| Material supplied |

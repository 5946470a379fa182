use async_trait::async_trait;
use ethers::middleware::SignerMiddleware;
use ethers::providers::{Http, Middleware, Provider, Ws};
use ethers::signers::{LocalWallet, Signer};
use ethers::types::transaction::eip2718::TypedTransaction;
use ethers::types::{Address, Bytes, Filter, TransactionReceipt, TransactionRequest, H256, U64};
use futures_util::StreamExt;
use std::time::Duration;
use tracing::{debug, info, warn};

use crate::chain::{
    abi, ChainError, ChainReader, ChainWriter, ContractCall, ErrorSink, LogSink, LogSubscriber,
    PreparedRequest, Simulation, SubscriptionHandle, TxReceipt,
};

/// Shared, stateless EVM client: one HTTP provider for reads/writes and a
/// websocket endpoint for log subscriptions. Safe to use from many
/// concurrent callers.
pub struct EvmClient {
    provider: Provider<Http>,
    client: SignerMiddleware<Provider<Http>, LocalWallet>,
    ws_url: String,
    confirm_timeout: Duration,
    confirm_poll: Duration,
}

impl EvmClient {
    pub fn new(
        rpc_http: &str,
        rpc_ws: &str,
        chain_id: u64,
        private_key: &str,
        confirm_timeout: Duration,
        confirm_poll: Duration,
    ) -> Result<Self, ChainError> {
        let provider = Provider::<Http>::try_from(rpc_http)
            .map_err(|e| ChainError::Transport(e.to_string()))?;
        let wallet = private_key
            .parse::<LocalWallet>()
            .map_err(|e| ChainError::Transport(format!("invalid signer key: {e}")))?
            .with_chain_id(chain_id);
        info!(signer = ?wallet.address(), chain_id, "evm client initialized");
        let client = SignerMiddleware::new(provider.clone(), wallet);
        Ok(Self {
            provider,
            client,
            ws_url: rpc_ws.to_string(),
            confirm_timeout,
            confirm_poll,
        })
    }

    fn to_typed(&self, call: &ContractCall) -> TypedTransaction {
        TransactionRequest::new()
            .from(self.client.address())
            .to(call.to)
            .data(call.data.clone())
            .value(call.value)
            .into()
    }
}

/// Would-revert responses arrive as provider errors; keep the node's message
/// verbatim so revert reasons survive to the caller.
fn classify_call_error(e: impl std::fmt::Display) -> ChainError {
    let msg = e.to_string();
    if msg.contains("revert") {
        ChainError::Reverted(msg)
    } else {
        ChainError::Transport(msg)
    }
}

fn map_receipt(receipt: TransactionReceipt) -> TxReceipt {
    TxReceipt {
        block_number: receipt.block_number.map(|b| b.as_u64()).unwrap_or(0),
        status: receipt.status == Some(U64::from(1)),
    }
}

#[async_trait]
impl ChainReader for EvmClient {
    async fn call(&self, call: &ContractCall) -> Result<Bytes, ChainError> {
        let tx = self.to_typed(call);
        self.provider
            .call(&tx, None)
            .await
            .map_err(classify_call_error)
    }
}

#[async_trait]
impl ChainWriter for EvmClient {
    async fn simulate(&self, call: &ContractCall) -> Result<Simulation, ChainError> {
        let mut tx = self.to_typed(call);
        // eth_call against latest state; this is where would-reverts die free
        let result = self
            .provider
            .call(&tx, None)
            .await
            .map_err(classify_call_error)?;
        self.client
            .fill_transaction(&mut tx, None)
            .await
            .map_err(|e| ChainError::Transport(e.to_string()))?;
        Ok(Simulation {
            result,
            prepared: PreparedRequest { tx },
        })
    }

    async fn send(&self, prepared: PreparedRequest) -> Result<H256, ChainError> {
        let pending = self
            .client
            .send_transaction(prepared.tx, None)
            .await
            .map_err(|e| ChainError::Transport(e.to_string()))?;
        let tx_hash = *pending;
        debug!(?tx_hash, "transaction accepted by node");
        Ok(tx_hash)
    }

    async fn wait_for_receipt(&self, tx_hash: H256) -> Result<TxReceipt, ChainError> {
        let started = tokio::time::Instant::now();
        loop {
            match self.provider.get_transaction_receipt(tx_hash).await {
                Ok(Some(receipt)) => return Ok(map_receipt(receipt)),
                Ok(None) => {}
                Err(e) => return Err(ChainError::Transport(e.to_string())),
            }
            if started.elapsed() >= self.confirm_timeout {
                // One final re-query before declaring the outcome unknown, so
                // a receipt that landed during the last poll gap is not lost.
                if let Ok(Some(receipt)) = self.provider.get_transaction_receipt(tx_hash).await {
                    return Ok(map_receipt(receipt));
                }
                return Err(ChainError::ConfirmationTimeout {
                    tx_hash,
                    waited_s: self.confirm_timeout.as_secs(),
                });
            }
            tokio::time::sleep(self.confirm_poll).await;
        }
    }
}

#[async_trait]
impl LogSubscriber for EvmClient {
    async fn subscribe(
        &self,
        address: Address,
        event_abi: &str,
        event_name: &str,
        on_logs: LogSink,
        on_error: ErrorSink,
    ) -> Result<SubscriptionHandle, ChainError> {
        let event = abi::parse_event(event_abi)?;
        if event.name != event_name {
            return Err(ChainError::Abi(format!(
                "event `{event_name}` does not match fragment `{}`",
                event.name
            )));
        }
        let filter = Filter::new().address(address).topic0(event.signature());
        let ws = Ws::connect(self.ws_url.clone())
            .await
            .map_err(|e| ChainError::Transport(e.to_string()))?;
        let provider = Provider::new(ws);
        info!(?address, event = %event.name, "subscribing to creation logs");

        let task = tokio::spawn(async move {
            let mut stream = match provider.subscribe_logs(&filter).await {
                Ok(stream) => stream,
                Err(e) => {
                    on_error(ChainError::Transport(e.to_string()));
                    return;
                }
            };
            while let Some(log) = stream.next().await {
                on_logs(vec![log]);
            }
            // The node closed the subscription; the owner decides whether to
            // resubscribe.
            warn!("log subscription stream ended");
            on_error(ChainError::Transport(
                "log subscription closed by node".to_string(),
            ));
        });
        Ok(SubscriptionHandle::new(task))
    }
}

| What you need to do |
Would you write out the full set of records above without alteration?

| Task output |
repository 5946470a379fa182
use async_trait::async_trait;
use ethers::middleware::SignerMiddleware;
use ethers::providers::{Http, Middleware, Provider, Ws};
use ethers::signers::{LocalWallet, Signer};
use ethers::types::transaction::eip2718::TypedTransaction;
use ethers::types::{Address, Bytes, Filter, TransactionReceipt, TransactionRequest, H256, U64};
use futures_util::StreamExt;
use std::time::Duration;
use tracing::{debug, info, warn};

use crate::chain::{
    abi, ChainError, ChainReader, ChainWriter, ContractCall, ErrorSink, LogSink, LogSubscriber,
    PreparedRequest, Simulation, SubscriptionHandle, TxReceipt,
};

/// Shared, stateless EVM client: one HTTP provider for reads/writes and a
/// websocket endpoint for log subscriptions. Safe to use from many
/// concurrent callers.
pub struct EvmClient {
    provider: Provider<Http>,
    client: SignerMiddleware<Provider<Http>, LocalWallet>,
    ws_url: String,
    confirm_timeout: Duration,
    confirm_poll: Duration,
}

impl EvmClient {
    pub fn new(
        rpc_http: &str,
        rpc_ws: &str,
        chain_id: u64,
        private_key: &str,
        confirm_timeout: Duration,
        confirm_poll: Duration,
    ) -> Result<Self, ChainError> {
        let provider = Provider::<Http>::try_from(rpc_http)
            .map_err(|e| ChainError::Transport(e.to_string()))?;
        let wallet = private_key
            .parse::<LocalWallet>()
            .map_err(|e| ChainError::Transport(format!("invalid signer key: {e}")))?
            .with_chain_id(chain_id);
        info!(signer = ?wallet.address(), chain_id, "evm client initialized");
        let client = SignerMiddleware::new(provider.clone(), wallet);
        Ok(Self {
            provider,
            client,
            ws_url: rpc_ws.to_string(),
            confirm_timeout,
            confirm_poll,
        })
    }

    fn to_typed(&self, call: &ContractCall) -> TypedTransaction {
        TransactionRequest::new()
            .from(self.client.address())
            .to(call.to)
            .data(call.data.clone())
            .value(call.value)
            .into()
    }
}

/// Would-revert responses arrive as provider errors; keep the node's message
/// verbatim so revert reasons survive to the caller.
fn classify_call_error(e: impl std::fmt::Display) -> ChainError {
    let msg = e.to_string();
    if msg.contains("revert") {
        ChainError::Reverted(msg)
    } else {
        ChainError::Transport(msg)
    }
}

fn map_receipt(receipt: TransactionReceipt) -> TxReceipt {
    TxReceipt {
        block_number: receipt.block_number.map(|b| b.as_u64()).unwrap_or(0),
        status: receipt.status == Some(U64::from(1)),
    }
}

#[async_trait]
impl ChainReader for EvmClient {
    async fn call(&self, call: &ContractCall) -> Result<Bytes, ChainError> {
        let tx = self.to_typed(call);
        self.provider
            .call(&tx, None)
            .await
            .map_err(classify_call_error)
    }
}

#[async_trait]
impl ChainWriter for EvmClient {
    async fn simulate(&self, call: &ContractCall) -> Result<Simulation, ChainError> {
        let mut tx = self.to_typed(call);
        // eth_call against latest state; this is where would-reverts die free
        let result = self
            .provider
            .call(&tx, None)
            .await
            .map_err(classify_call_error)?;
        self.client
            .fill_transaction(&mut tx, None)
            .await
            .map_err(|e| ChainError::Transport(e.to_string()))?;
        Ok(Simulation {
            result,
            prepared: PreparedRequest { tx },
        })
    }

    async fn send(&self, prepared: PreparedRequest) -> Result<H256, ChainError> {
        let pending = self
            .client
            .send_transaction(prepared.tx, None)
            .await
            .map_err(|e| ChainError::Transport(e.to_string()))?;
        let tx_hash = *pending;
        debug!(?tx_hash, "transaction accepted by node");
        Ok(tx_hash)
    }

    async fn wait_for_receipt(&self, tx_hash: H256) -> Result<TxReceipt, ChainError> {
        let started = tokio::time::Instant::now();
        loop {
            match self.provider.get_transaction_receipt(tx_hash).await {
                Ok(Some(receipt)) => return Ok(map_receipt(receipt)),
                Ok(None) => {}
                Err(e) => return Err(ChainError::Transport(e.to_string())),
            }
            if started.elapsed() >= self.confirm_timeout {
                // One final re-query before declaring the outcome unknown, so
                // a receipt that landed during the last poll gap is not lost.
                if let Ok(Some(receipt)) = self.provider.get_transaction_receipt(tx_hash).await {
                    return Ok(map_receipt(receipt));
                }
                return Err(ChainError::ConfirmationTimeout {
                    tx_hash,
                    waited_s: self.confirm_timeout.as_secs(),
                });
            }
            tokio::time::sleep(self.confirm_poll).await;
        }
    }
}

#[async_trait]
impl LogSubscriber for EvmClient {
    async fn subscribe(
        &self,
        address: Address,
        event_abi: &str,
        event_name: &str,
        on_logs: LogSink,
        on_error: ErrorSink,
    ) -> Result<SubscriptionHandle, ChainError> {
        let event = abi::parse_event(event_abi)?;
        if event.name != event_name {
            return Err(ChainError::Abi(format!(
                "event `{event_name}` does not match fragment `{}`",
                event.name
            )));
        }
        let filter = Filter::new().address(address).topic0(event.signature());
        let ws = Ws::connect(self.ws_url.clone())
            .await
            .map_err(|e| ChainError::Transport(e.to_string()))?;
        let provider = Provider::new(ws);
        info!(?address, event = %event.name, "subscribing to creation logs");

        let task = tokio::spawn(async move {
            let mut stream = match provider.subscribe_logs(&filter).await {
                Ok(stream) => stream,
                Err(e) => {
                    on_error(ChainError::Transport(e.to_string()));
                    return;
                }
            };
            while let Some(log) = stream.next().await {
                on_logs(vec![log]);
            }
            // The node closed the subscription; the owner decides whether to
            // resubscribe.
            warn!("log subscription stream ended");
            on_error(ChainError::Transport(
                "log subscription closed by node".to_string(),
            ));
        });
        Ok(SubscriptionHandle::new(task))
    }
}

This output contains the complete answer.